Collected data
____

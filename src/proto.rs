// Author: Lukas Bower

//! Wire-format helpers for the GDB remote serial protocol.
//!
//! Everything here is a pure function over byte/text payloads; sockets and
//! retries live in [`crate::transport`]. A request travels as `$payload#cs`
//! where `cs` is the modulo-256 sum of the payload bytes in two hex digits,
//! and replies use the same framing after a one-byte `+`/`-` acknowledgement.

use thiserror::Error;

/// Framing or payload decode failure for a single stub reply.
#[derive(Debug, Error)]
pub enum WireError {
    /// Checksum trailer disagreed with the received payload.
    #[error("checksum mismatch: expected {expected:02x}, got {actual:02x}")]
    Checksum {
        /// Checksum computed over the received payload.
        expected: u8,
        /// Checksum carried in the packet trailer.
        actual: u8,
    },
    /// Payload was not valid hex where hex was required.
    #[error("invalid hex payload `{0}`")]
    Hex(String),
    /// Run-length marker without a preceding character or repeat count.
    #[error("malformed run-length encoding")]
    Rle,
    /// Reply shape did not match the request that was issued.
    #[error("unexpected reply `{0}`")]
    Unexpected(String),
    /// Reply bytes were not valid UTF-8.
    #[error("non-text reply from stub")]
    NonText,
}

/// Classified stub reply.
#[derive(Debug, Clone, PartialEq, Eq)]
pub enum Reply {
    /// Bare `OK`.
    Ok,
    /// Hex or free-form data payload.
    Data(String),
    /// `Exx` error reply with the stub's error code.
    Error(u8),
    /// Empty packet: the stub does not implement the request.
    Empty,
    /// Stop reply (`S`/`T`/`W`/`X`) delivered after a resume.
    Stop(StopReason),
}

/// Why a resumed target stopped.
#[derive(Debug, Clone, PartialEq, Eq)]
pub enum StopReason {
    /// Stopped with a signal number (breakpoint hits arrive as SIGTRAP).
    Signal(u8),
    /// Target process exited with a status code.
    Exited(u8),
    /// Target was terminated by a signal.
    Terminated(u8),
    /// Stop reply we do not model further; kept verbatim for diagnostics.
    Other(String),
}

/// Modulo-256 checksum over a packet payload.
pub fn checksum(payload: &[u8]) -> u8 {
    payload.iter().fold(0u8, |sum, byte| sum.wrapping_add(*byte))
}

/// Frame a payload as a `$payload#cs` packet ready to write to the stub.
pub fn frame(payload: &str) -> Vec<u8> {
    format!("${payload}#{:02x}", checksum(payload.as_bytes())).into_bytes()
}

/// Expand the protocol's run-length encoding (`c*N` repeats `c` N-29 times).
pub fn expand_rle(raw: &str) -> Result<String, WireError> {
    let bytes = raw.as_bytes();
    let mut out = String::with_capacity(bytes.len());
    let mut index = 0;
    while index < bytes.len() {
        if bytes[index] == b'*' {
            let prev = out.as_bytes().last().copied().ok_or(WireError::Rle)?;
            let count = bytes.get(index + 1).copied().ok_or(WireError::Rle)?;
            if count < b' ' {
                return Err(WireError::Rle);
            }
            for _ in 0..(count - 29) {
                out.push(char::from(prev));
            }
            index += 2;
        } else {
            out.push(char::from(bytes[index]));
            index += 1;
        }
    }
    Ok(out)
}

/// Classify a decoded reply payload.
pub fn classify(payload: &str) -> Reply {
    if payload.is_empty() {
        return Reply::Empty;
    }
    if payload == "OK" {
        return Reply::Ok;
    }
    if let Some(code) = payload.strip_prefix('E') {
        if code.len() == 2 {
            if let Ok(code) = u8::from_str_radix(code, 16) {
                return Reply::Error(code);
            }
        }
    }
    if matches!(payload.as_bytes()[0], b'S' | b'T' | b'W' | b'X') {
        return Reply::Stop(parse_stop(payload));
    }
    Reply::Data(payload.to_owned())
}

/// Parse a stop reply payload into a [`StopReason`].
pub fn parse_stop(payload: &str) -> StopReason {
    let code = payload.get(1..3).and_then(|text| u8::from_str_radix(text, 16).ok());
    match (payload.as_bytes().first(), code) {
        (Some(b'S') | Some(b'T'), Some(signal)) => StopReason::Signal(signal),
        (Some(b'W'), Some(status)) => StopReason::Exited(status),
        (Some(b'X'), Some(signal)) => StopReason::Terminated(signal),
        _ => StopReason::Other(payload.to_owned()),
    }
}

/// Decode a hex payload carrying a little-endian scalar of up to eight bytes.
pub fn decode_hex_le(text: &str) -> Result<u64, WireError> {
    let bytes = hex::decode(text).map_err(|_| WireError::Hex(text.to_owned()))?;
    if bytes.is_empty() || bytes.len() > 8 {
        return Err(WireError::Hex(text.to_owned()));
    }
    let mut value = 0u64;
    for (index, byte) in bytes.iter().enumerate() {
        value |= u64::from(*byte) << (8 * index);
    }
    Ok(value)
}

____

- **PROMPT**: Only the lines above from the line containing "Expand the protocol's" through the line containing "let mut index = 0;" should be retyped, exactly and with both ends included.

- **YOUR RESPONSE**:
/// Expand the protocol's run-length encoding (`c*N` repeats `c` N-29 times).
pub fn expand_rle(raw: &str) -> Result<String, WireError> {
    let bytes = raw.as_bytes();
    let mut out = String::with_capacity(bytes.len());
    let mut index = 0;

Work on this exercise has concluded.